### Goal of the exercise
Output exactly, with nothing added, the entries from the first line through the line with "use crate::config::Config;".

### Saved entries
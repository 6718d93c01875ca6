//! JSON HTTP API.
//!
//! Thin presentation layer over the pipeline: snapshot browsing, the tenant
//! registry, and run submission/inspection. Adds no semantics of its own —
//! every handler delegates to the store, the registry, or the runner.
//!
//! # Endpoints
//!
//! | Method | Path | Description |
//! |--------|------|-------------|
//! | `GET`    | `/health` | Health check (returns version) |
//! | `GET`    | `/snapshots` | List recent snapshots |
//! | `GET`    | `/snapshots/{id}` | Messages first seen in a snapshot |
//! | `DELETE` | `/snapshots/{id}` | Delete a snapshot (messages cascade) |
//! | `GET`    | `/messages/{id}` | One message with its raw payload |
//! | `GET`    | `/tenants` | List registered tenants (secrets redacted) |
//! | `POST`   | `/tenants` | Register a tenant |
//! | `DELETE` | `/tenants/{id}` | Deactivate a tenant (soft delete) |
//! | `POST`   | `/runs` | Submit a collection run, returns a task id |
//! | `GET`    | `/runs/{id}` | Poll run status |
//! | `GET`    | `/runs/{id}/events` | SSE stream of status transitions |
//!
//! # Error Contract
//!
//! ```json
//! { "error": { "code": "not_found", "message": "no snapshot with id 42" } }
//! ```

use std::convert::Infallible;
use std::sync::Arc;

use axum::{
    extract::{Path, Query, State},
    http::StatusCode,
    response::sse::{Event, KeepAlive, Sse},
    response::{IntoResponse, Response},
    routing::{delete, get, post},
    Json, Router,
};
use futures::stream::Stream;
use serde::{Deserialize, Serialize};
use tokio::sync::watch;
use tower_http::cors::{Any, CorsLayer};
use tracing::info;

use crate::config::Config;
use crate::indexer::SearchIndexer;
use crate::models::Tenant;
use crate::runner::{run_collection, RunOptions};
use crate::store::SnapshotStore;
use crate::task::{TaskRegistry, TaskStatus};

/// Shared application state passed to all route handlers.
#[derive(Clone)]
struct AppState {
    config: Arc<Config>,
    store: SnapshotStore,
    tasks: Arc<TaskRegistry>,
    indexer: Arc<dyn SearchIndexer>,
}

/// Start the HTTP server. Runs until the process is terminated.
pub async fn run_server(
    config: Arc<Config>,
    store: SnapshotStore,
    tasks: Arc<TaskRegistry>,
    indexer: Arc<dyn SearchIndexer>,
) -> anyhow::Result<()> {
    let bind_addr = config.server.bind.clone();

    let state = AppState {
        config,
        store,
        tasks,
        indexer,
    };

    let cors = CorsLayer::new()
        .allow_origin(Any)
        .allow_methods(Any)
        .allow_headers(Any);

    let app = Router::new()
        .route("/health", get(handle_health))
        .route("/snapshots", get(handle_list_snapshots))
        .route("/snapshots/{id}", get(handle_snapshot_detail))
        .route("/snapshots/{id}", delete(handle_delete_snapshot))
        .route("/messages/{id}", get(handle_message_detail))
        .route("/tenants", get(handle_list_tenants))
        .route("/tenants", post(handle_create_tenant))
        .route("/tenants/{id}", get(handle_tenant_detail))
        .route("/tenants/{id}", delete(handle_deactivate_tenant))
        .route("/runs", post(handle_submit_run))
        .route("/runs/{id}", get(handle_run_status))
        .route("/runs/{id}/events", get(handle_run_events))
        .layer(cors)
        .with_state(state);

    info!("API server listening on http://{}", bind_addr);

    let listener = tokio::net::TcpListener::bind(&bind_addr).await?;
    axum::serve(listener, app).await?;

    Ok(())
}

// ============ Error response ============

#[derive(Serialize)]
struct ErrorBody {
    error: ErrorDetail,
}

#[derive(Serialize)]
struct ErrorDetail {
    code: String,
    message: String,
}

struct AppError {
    status: StatusCode,
    code: String,
    message: String,
}

impl IntoResponse for AppError {
    fn into_response(self) -> Response {
        let body = ErrorBody {
            error: ErrorDetail {
                code: self.code,
                message: self.message,
            },
        };
        (self.status, Json(body)).into_response()
    }
}

fn bad_request(message: impl Into<String>) -> AppError {
    AppError {
        status: StatusCode::BAD_REQUEST,
        code: "bad_request".to_string(),
        message: message.into(),
    }
}

fn not_found(message: impl Into<String>) -> AppError {
    AppError {
        status: StatusCode::NOT_FOUND,
        code: "not_found".to_string(),
        message: message.into(),
    }
}

fn internal(err: anyhow::Error) -> AppError {
    AppError {
        status: StatusCode::INTERNAL_SERVER_ERROR,
        code: "internal".to_string(),
        message: err.to_string(),
    }
}

// ============ GET /health ============

#[derive(Serialize)]
struct HealthResponse {
    status: String,
    version: String,
}

async fn handle_health() -> Json<HealthResponse> {
    Json(HealthResponse {
        status: "ok".to_string(),
        version: env!("CARGO_PKG_VERSION").to_string(),
    })
}

// ============ Snapshots ============

#[derive(Deserialize)]
struct ListQuery {
    limit: Option<i64>,
}

async fn handle_list_snapshots(
    State(state): State<AppState>,
    Query(query): Query<ListQuery>,
) -> Result<Json<serde_json::Value>, AppError> {
    let limit = query.limit.unwrap_or(50).clamp(1, 500);
    let snapshots = state
        .store
        .list_snapshots(limit)
        .await
        .map_err(internal)?;
    Ok(Json(serde_json::json!({ "snapshots": snapshots })))
}

async fn handle_snapshot_detail(
    State(state): State<AppState>,
    Path(id): Path<i64>,
) -> Result<Json<serde_json::Value>, AppError> {
    let messages = state
        .store
        .snapshot_messages(id)
        .await
        .map_err(internal)?
        .ok_or_else(|| not_found(format!("no snapshot with id {}", id)))?;
    Ok(Json(serde_json::json!({
        "snapshot_id": id,
        "messages": messages,
    })))
}

async fn handle_delete_snapshot(
    State(state): State<AppState>,
    Path(id): Path<i64>,
) -> Result<Json<serde_json::Value>, AppError> {
    let deleted = state.store.delete_snapshot(id).await.map_err(internal)?;
    if !deleted {
        return Err(not_found(format!("no snapshot with id {}", id)));
    }
    Ok(Json(serde_json::json!({ "deleted": true })))
}

async fn handle_message_detail(
    State(state): State<AppState>,
    Path(id): Path<i64>,
) -> Result<Json<serde_json::Value>, AppError> {
    let detail = state
        .store
        .message(id)
        .await
        .map_err(internal)?
        .ok_or_else(|| not_found(format!("no message with id {}", id)))?;
    Ok(Json(serde_json::to_value(&detail).map_err(|e| internal(e.into()))?))
}

// ============ Tenants ============

async fn handle_list_tenants(
    State(state): State<AppState>,
) -> Result<Json<serde_json::Value>, AppError> {
    let tenants = state.store.list_tenants().await.map_err(internal)?;
    Ok(Json(serde_json::json!({ "tenants": tenants })))
}

#[derive(Deserialize)]
struct CreateTenantRequest {
    name: String,
    tenant_id: String,
    client_id: String,
    client_secret: String,
}

async fn handle_create_tenant(
    State(state): State<AppState>,
    Json(req): Json<CreateTenantRequest>,
) -> Result<(StatusCode, Json<serde_json::Value>), AppError> {
    if req.name.trim().is_empty() {
        return Err(bad_request("name must not be empty"));
    }

    let tenant = Tenant {
        name: req.name,
        tenant_id: req.tenant_id,
        client_id: req.client_id,
        client_secret: req.client_secret,
    };

    let id = state.store.create_tenant(&tenant).await.map_err(|e| {
        let unique = e
            .downcast_ref::<sqlx::Error>()
            .and_then(|e| e.as_database_error())
            .is_some_and(|db| db.is_unique_violation());
        if unique {
            bad_request(format!("tenant_id '{}' is already registered", tenant.tenant_id))
        } else {
            internal(e)
        }
    })?;

    Ok((StatusCode::CREATED, Json(serde_json::json!({ "id": id }))))
}

async fn handle_tenant_detail(
    State(state): State<AppState>,
    Path(id): Path<i64>,
) -> Result<Json<serde_json::Value>, AppError> {
    let tenant = state
        .store
        .get_tenant(id)
        .await
        .map_err(internal)?
        .ok_or_else(|| not_found(format!("no tenant with id {}", id)))?;
    Ok(Json(serde_json::json!({ "tenant": tenant })))
}

async fn handle_deactivate_tenant(
    State(state): State<AppState>,
    Path(id): Path<i64>,
) -> Result<Json<serde_json::Value>, AppError> {
    let deactivated = state
        .store
        .deactivate_tenant(id)
        .await
        .map_err(internal)?;
    if !deactivated {
        return Err(not_found(format!("no active tenant with id {}", id)));
    }
    Ok(Json(serde_json::json!({ "deactivated": true })))
}

// ============ Runs ============

#[derive(Deserialize, Default)]
struct SubmitRunRequest {
    label: Option<String>,
    tenant: Option<String>,
    mails_per_user: Option<u64>,
    include_attachments: Option<bool>,
}

/// Submit a collection run. Returns `202 Accepted` with the task id; the run
/// executes on the runtime and is observed via `/runs/{id}`. The body is
/// optional — a bare POST runs with config defaults.
async fn handle_submit_run(
    State(state): State<AppState>,
    body: Result<Json<SubmitRunRequest>, axum::extract::rejection::JsonRejection>,
) -> (StatusCode, Json<serde_json::Value>) {
    let Json(req) = body.unwrap_or_else(|_| Json(SubmitRunRequest::default()));
    let task = state.tasks.create();
    let task_id = task.id().to_string();

    let opts = RunOptions {
        label: req.label,
        tenant: req.tenant,
        mails_per_user: req.mails_per_user,
        include_attachments: req.include_attachments,
    };

    tokio::spawn(run_collection(
        state.config.clone(),
        state.store.clone(),
        state.indexer.clone(),
        task,
        opts,
    ));

    (
        StatusCode::ACCEPTED,
        Json(serde_json::json!({ "task_id": task_id })),
    )
}

async fn handle_run_status(
    State(state): State<AppState>,
    Path(id): Path<String>,
) -> Result<Json<TaskStatus>, AppError> {
    let task = state
        .tasks
        .get(&id)
        .ok_or_else(|| not_found(format!("no run with task id {}", id)))?;
    Ok(Json(task.status()))
}

/// SSE stream of status transitions. Emits the current status immediately,
/// then one event per transition, and closes after the terminal state.
async fn handle_run_events(
    State(state): State<AppState>,
    Path(id): Path<String>,
) -> Result<Sse<impl Stream<Item = Result<Event, Infallible>>>, AppError> {
    let task = state
        .tasks
        .get(&id)
        .ok_or_else(|| not_found(format!("no run with task id {}", id)))?;

    enum StreamState {
        Initial(watch::Receiver<TaskStatus>),
        Waiting(watch::Receiver<TaskStatus>),
    }

    let stream = futures::stream::unfold(
        Some(StreamState::Initial(task.subscribe())),
        |seed| async move {
            let mut rx = match seed? {
                StreamState::Initial(rx) => rx,
                StreamState::Waiting(mut rx) => match rx.changed().await {
                    Ok(()) => rx,
                    Err(_) => return None,
                },
            };
            let status = rx.borrow_and_update().clone();
            let event = Event::default().json_data(&status).ok()?;
            let next = if status.state.is_terminal() {
                None
            } else {
                Some(StreamState::Waiting(rx))
            };
            Some((Ok::<_, Infallible>(event), next))
        },
    );

    Ok(Sse::new(stream).keep_alive(KeepAlive::default()))
}
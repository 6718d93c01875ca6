//! Run progress reporting for the CLI.
//!
//! Renders task transitions on **stderr** so stdout remains parseable for
//! scripts. Subscribes to the task's watch channel and prints each state
//! change once, in either human or JSON form.

use std::io::Write;

use crate::task::{TaskHandle, TaskState};

/// Progress mode for the CLI: off, human (stderr), or JSON (stderr).
#[derive(Clone, Copy, Debug, Eq, PartialEq)]
pub enum ProgressMode {
    Off,
    Human,
    Json,
}

impl ProgressMode {
    /// Default: human progress when stderr is a TTY, otherwise off.
    pub fn default_for_tty() -> Self {
        if atty::is(atty::Stream::Stderr) {
            ProgressMode::Human
        } else {
            ProgressMode::Off
        }
    }

    pub fn parse(s: &str) -> Option<Self> {
        match s {
            "off" => Some(ProgressMode::Off),
            "human" => Some(ProgressMode::Human),
            "json" => Some(ProgressMode::Json),
            _ => None,
        }
    }
}

/// Spawn a printer that follows the task until it reaches a terminal state.
/// Returns immediately in `Off` mode.
pub fn spawn_printer(mode: ProgressMode, task: &TaskHandle) -> Option<tokio::task::JoinHandle<()>> {
    if mode == ProgressMode::Off {
        return None;
    }

    let mut rx = task.subscribe();
    Some(tokio::spawn(async move {
        loop {
            let status = rx.borrow_and_update().clone();
            render(mode, &status.state);
            if status.state.is_terminal() {
                return;
            }
            if rx.changed().await.is_err() {
                return;
            }
        }
    }))
}

fn render(mode: ProgressMode, state: &TaskState) {
    let line = match mode {
        ProgressMode::Off => return,
        ProgressMode::Human => match state {
            TaskState::Pending => "run  pending\n".to_string(),
            TaskState::Progress {
                stage,
                progress,
                message,
            } => {
                format!("run  {:<14} {:>3}%  {}\n", stage, progress, message)
            }
            TaskState::Success { .. } => "run  done\n".to_string(),
            TaskState::Failure { error } => format!("run  failed: {}\n", error),
        },
        ProgressMode::Json => {
            let obj = match state {
                TaskState::Pending => serde_json::json!({
                    "event": "progress",
                    "state": "PENDING",
                }),
                TaskState::Progress {
                    stage,
                    progress,
                    message,
                } => serde_json::json!({
                    "event": "progress",
                    "state": "PROGRESS",
                    "stage": stage,
                    "progress": progress,
                    "message": message,
                }),
                TaskState::Success { result } => serde_json::json!({
                    "event": "progress",
                    "state": "SUCCESS",
                    "result": result,
                }),
                TaskState::Failure { error } => serde_json::json!({
                    "event": "progress",
                    "state": "FAILURE",
                    "error": error,
                }),
            };
            match serde_json::to_string(&obj) {
                Ok(line) => format!("{}\n", line),
                Err(_) => return,
            }
        }
    };

    let mut stderr = std::io::stderr().lock();
    let _ = stderr.write_all(line.as_bytes());
    let _ = stderr.flush();
}

#[cfg(test)]
mod tests {
    use super::*;

    #[test]
    fn parse_modes() {
        assert_eq!(ProgressMode::parse("off"), Some(ProgressMode::Off));
        assert_eq!(ProgressMode::parse("human"), Some(ProgressMode::Human));
        assert_eq!(ProgressMode::parse("json"), Some(ProgressMode::Json));
        assert_eq!(ProgressMode::parse("verbose"), None);
    }
}
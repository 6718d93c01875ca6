//! OAuth2 client-credentials token acquisition.
//!
//! One POST against the tenant's authority per collection run. The token is
//! opaque to the rest of the pipeline; failures map to a tenant-scoped
//! [`CollectError::Auth`] so a bad tenant never aborts a multi-tenant batch.

use serde_json::Value;

use crate::config::GraphConfig;
use crate::error::CollectError;
use crate::models::Tenant;

/// A bearer token. `Debug` never prints the secret.
#[derive(Clone)]
pub struct AccessToken {
    secret: String,
}

impl AccessToken {
    pub fn new(secret: String) -> Self {
        Self { secret }
    }

    pub fn as_str(&self) -> &str {
        &self.secret
    }
}

impl std::fmt::Debug for AccessToken {
    fn fmt(&self, f: &mut std::fmt::Formatter<'_>) -> std::fmt::Result {
        f.write_str("AccessToken(***)")
    }
}

/// Acquire an app-only token for a tenant.
///
/// Non-success responses and malformed bodies become `CollectError::Auth`
/// with the HTTP status or parse failure as the reason; the response body is
/// not echoed into the error, so credentials can never leak through error
/// strings.
pub async fn acquire_token(
    graph: &GraphConfig,
    tenant: &Tenant,
) -> Result<AccessToken, CollectError> {
    let url = format!(
        "{}/{}/oauth2/v2.0/token",
        graph.authority.trim_end_matches('/'),
        tenant.tenant_id
    );

    let params = [
        ("client_id", tenant.client_id.as_str()),
        ("client_secret", tenant.client_secret.as_str()),
        ("scope", graph.scope.as_str()),
        ("grant_type", "client_credentials"),
    ];

    let auth_err = |reason: String| CollectError::Auth {
        tenant: tenant.name.clone(),
        reason,
    };

    let http = reqwest::Client::builder()
        .timeout(std::time::Duration::from_secs(graph.timeout_secs))
        .build()
        .map_err(|e| auth_err(format!("failed to build HTTP client: {}", e)))?;

    let resp = http
        .post(&url)
        .form(&params)
        .send()
        .await
        .map_err(|e| auth_err(format!("token request failed: {}", e)))?;

    if !resp.status().is_success() {
        return Err(auth_err(format!(
            "token endpoint returned HTTP {}",
            resp.status()
        )));
    }

    let body: Value = resp
        .json()
        .await
        .map_err(|e| auth_err(format!("invalid token response: {}", e)))?;

    let token = body
        .get("access_token")
        .and_then(Value::as_str)
        .ok_or_else(|| auth_err("token response missing access_token".to_string()))?;

    Ok(AccessToken::new(token.to_string()))
}

#[cfg(test)]
mod tests {
    use super::*;

    #[test]
    fn access_token_debug_is_redacted() {
        let token = AccessToken::new("eyJ0eXAi...".to_string());
        assert_eq!(format!("{:?}", token), "AccessToken(***)");
    }
}
use anyhow::{Context, Result};
use serde::Deserialize;
use std::path::{Path, PathBuf};

use crate::models::Tenant;

#[derive(Debug, Deserialize, Clone)]
pub struct Config {
    pub db: DbConfig,
    #[serde(default)]
    pub graph: GraphConfig,
    #[serde(default)]
    pub collection: CollectionConfig,
    pub server: ServerConfig,
    #[serde(default)]
    pub indexer: IndexerConfig,
    #[serde(default)]
    pub scheduler: SchedulerConfig,
    /// Tenants defined inline. The database registry (`mvault tenants`) is
    /// merged with these at run time.
    #[serde(default)]
    pub tenants: Vec<TenantEntry>,
}

#[derive(Debug, Deserialize, Clone)]
pub struct DbConfig {
    pub path: PathBuf,
}

/// Remote mail API endpoints. The defaults target Microsoft Graph; tests
/// point both URLs at a stub server.
#[derive(Debug, Deserialize, Clone)]
pub struct GraphConfig {
    #[serde(default = "default_base_url")]
    pub base_url: String,
    #[serde(default = "default_authority")]
    pub authority: String,
    #[serde(default = "default_scope")]
    pub scope: String,
    /// Server page size requested via `$top`.
    #[serde(default = "default_page_size")]
    pub page_size: u64,
    #[serde(default = "default_timeout_secs")]
    pub timeout_secs: u64,
}

impl Default for GraphConfig {
    fn default() -> Self {
        Self {
            base_url: default_base_url(),
            authority: default_authority(),
            scope: default_scope(),
            page_size: default_page_size(),
            timeout_secs: default_timeout_secs(),
        }
    }
}

fn default_base_url() -> String {
    "https://graph.microsoft.com/v1.0".to_string()
}
fn default_authority() -> String {
    "https://login.microsoftonline.com".to_string()
}
fn default_scope() -> String {
    "https://graph.microsoft.com/.default".to_string()
}
fn default_page_size() -> u64 {
    100
}
fn default_timeout_secs() -> u64 {
    30
}

#[derive(Debug, Deserialize, Clone)]
pub struct CollectionConfig {
    /// Message quota per mailbox per run; unbounded when absent.
    #[serde(default = "default_mails_per_user")]
    pub mails_per_user: Option<u64>,
    #[serde(default = "default_true")]
    pub include_attachments: bool,
    /// Directory for raw MIME blobs and attachment content. Disabled when
    /// absent — messages are still collected, metadata-only.
    #[serde(default)]
    pub blob_dir: Option<PathBuf>,
    /// Whole-run retries applied by the task runner, never to sub-steps.
    #[serde(default = "default_max_retries")]
    pub max_retries: u32,
    #[serde(default = "default_retry_delay_secs")]
    pub retry_delay_secs: u64,
}

impl Default for CollectionConfig {
    fn default() -> Self {
        Self {
            mails_per_user: default_mails_per_user(),
            include_attachments: true,
            blob_dir: None,
            max_retries: default_max_retries(),
            retry_delay_secs: default_retry_delay_secs(),
        }
    }
}

fn default_mails_per_user() -> Option<u64> {
    Some(200)
}
fn default_true() -> bool {
    true
}
fn default_max_retries() -> u32 {
    3
}
fn default_retry_delay_secs() -> u64 {
    60
}

#[derive(Debug, Deserialize, Clone)]
pub struct ServerConfig {
    pub bind: String,
}

/// Search indexer hand-off. Fire-and-forget; never authoritative.
#[derive(Debug, Deserialize, Clone)]
pub struct IndexerConfig {
    #[serde(default = "default_provider")]
    pub provider: String,
    #[serde(default)]
    pub url: Option<String>,
    #[serde(default = "default_index_name")]
    pub index: String,
}

impl Default for IndexerConfig {
    fn default() -> Self {
        Self {
            provider: default_provider(),
            url: None,
            index: default_index_name(),
        }
    }
}

fn default_provider() -> String {
    "disabled".to_string()
}
fn default_index_name() -> String {
    "mailvault_messages".to_string()
}

impl IndexerConfig {
    pub fn is_enabled(&self) -> bool {
        self.provider != "disabled"
    }
}

#[derive(Debug, Deserialize, Clone)]
pub struct SchedulerConfig {
    #[serde(default)]
    pub enabled: bool,
    #[serde(default = "default_interval_hours")]
    pub interval_hours: u64,
}

impl Default for SchedulerConfig {
    fn default() -> Self {
        Self {
            enabled: false,
            interval_hours: default_interval_hours(),
        }
    }
}

fn default_interval_hours() -> u64 {
    6
}

/// A tenant entry from the config file. Credential fields may be omitted and
/// supplied via `MAILVAULT_TENANT_ID`, `MAILVAULT_CLIENT_ID`, and
/// `MAILVAULT_CLIENT_SECRET` instead, so secrets can stay out of the file.
#[derive(Debug, Deserialize, Clone)]
pub struct TenantEntry {
    pub name: String,
    #[serde(default)]
    pub tenant_id: Option<String>,
    #[serde(default)]
    pub client_id: Option<String>,
    #[serde(default)]
    pub client_secret: Option<String>,
}

impl TenantEntry {
    pub fn resolve(&self) -> Result<Tenant> {
        let tenant_id = resolve_field(&self.tenant_id, "MAILVAULT_TENANT_ID")
            .with_context(|| format!("tenant '{}': tenant_id not configured", self.name))?;
        let client_id = resolve_field(&self.client_id, "MAILVAULT_CLIENT_ID")
            .with_context(|| format!("tenant '{}': client_id not configured", self.name))?;
        let client_secret = resolve_field(&self.client_secret, "MAILVAULT_CLIENT_SECRET")
            .with_context(|| format!("tenant '{}': client_secret not configured", self.name))?;
        Ok(Tenant {
            name: self.name.clone(),
            tenant_id,
            client_id,
            client_secret,
        })
    }
}

fn resolve_field(value: &Option<String>, env_var: &str) -> Result<String> {
    if let Some(v) = value {
        return Ok(v.clone());
    }
    std::env::var(env_var).with_context(|| format!("{} not set", env_var))
}

pub fn load_config(path: &Path) -> Result<Config> {
    let content = std::fs::read_to_string(path)
        .with_context(|| format!("Failed to read config file: {}", path.display()))?;

    let config: Config = toml::from_str(&content).with_context(|| "Failed to parse config file")?;

    if config.graph.page_size == 0 {
        anyhow::bail!("graph.page_size must be > 0");
    }

    if config.scheduler.enabled && config.scheduler.interval_hours == 0 {
        anyhow::bail!("scheduler.interval_hours must be > 0 when the scheduler is enabled");
    }

    match config.indexer.provider.as_str() {
        "disabled" => {}
        "meilisearch" => {
            if config.indexer.url.is_none() {
                anyhow::bail!("indexer.url must be set when provider is 'meilisearch'");
            }
        }
        other => anyhow::bail!(
            "Unknown indexer provider: '{}'. Must be disabled or meilisearch.",
            other
        ),
    }

    Ok(config)
}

### Answer area
repository 6718d93c01875ca6
//! JSON HTTP API.
//!
//! Thin presentation layer over the pipeline: snapshot browsing, the tenant
//! registry, and run submission/inspection. Adds no semantics of its own —
//! every handler delegates to the store, the registry, or the runner.
//!
//! # Endpoints
//!
//! | Method | Path | Description |
//! |--------|------|-------------|
//! | `GET`    | `/health` | Health check (returns version) |
//! | `GET`    | `/snapshots` | List recent snapshots |
//! | `GET`    | `/snapshots/{id}` | Messages first seen in a snapshot |
//! | `DELETE` | `/snapshots/{id}` | Delete a snapshot (messages cascade) |
//! | `GET`    | `/messages/{id}` | One message with its raw payload |
//! | `GET`    | `/tenants` | List registered tenants (secrets redacted) |
//! | `POST`   | `/tenants` | Register a tenant |
//! | `DELETE` | `/tenants/{id}` | Deactivate a tenant (soft delete) |
//! | `POST`   | `/runs` | Submit a collection run, returns a task id |
//! | `GET`    | `/runs/{id}` | Poll run status |
//! | `GET`    | `/runs/{id}/events` | SSE stream of status transitions |
//!
//! # Error Contract
//!
//! ```json
//! { "error": { "code": "not_found", "message": "no snapshot with id 42" } }
//! ```

use std::convert::Infallible;
use std::sync::Arc;

use axum::{
    extract::{Path, Query, State},
    http::StatusCode,
    response::sse::{Event, KeepAlive, Sse},
    response::{IntoResponse, Response},
    routing::{delete, get, post},
    Json, Router,
};
use futures::stream::Stream;
use serde::{Deserialize, Serialize};
use tokio::sync::watch;
use tower_http::cors::{Any, CorsLayer};
use tracing::info;

use crate::config::Config;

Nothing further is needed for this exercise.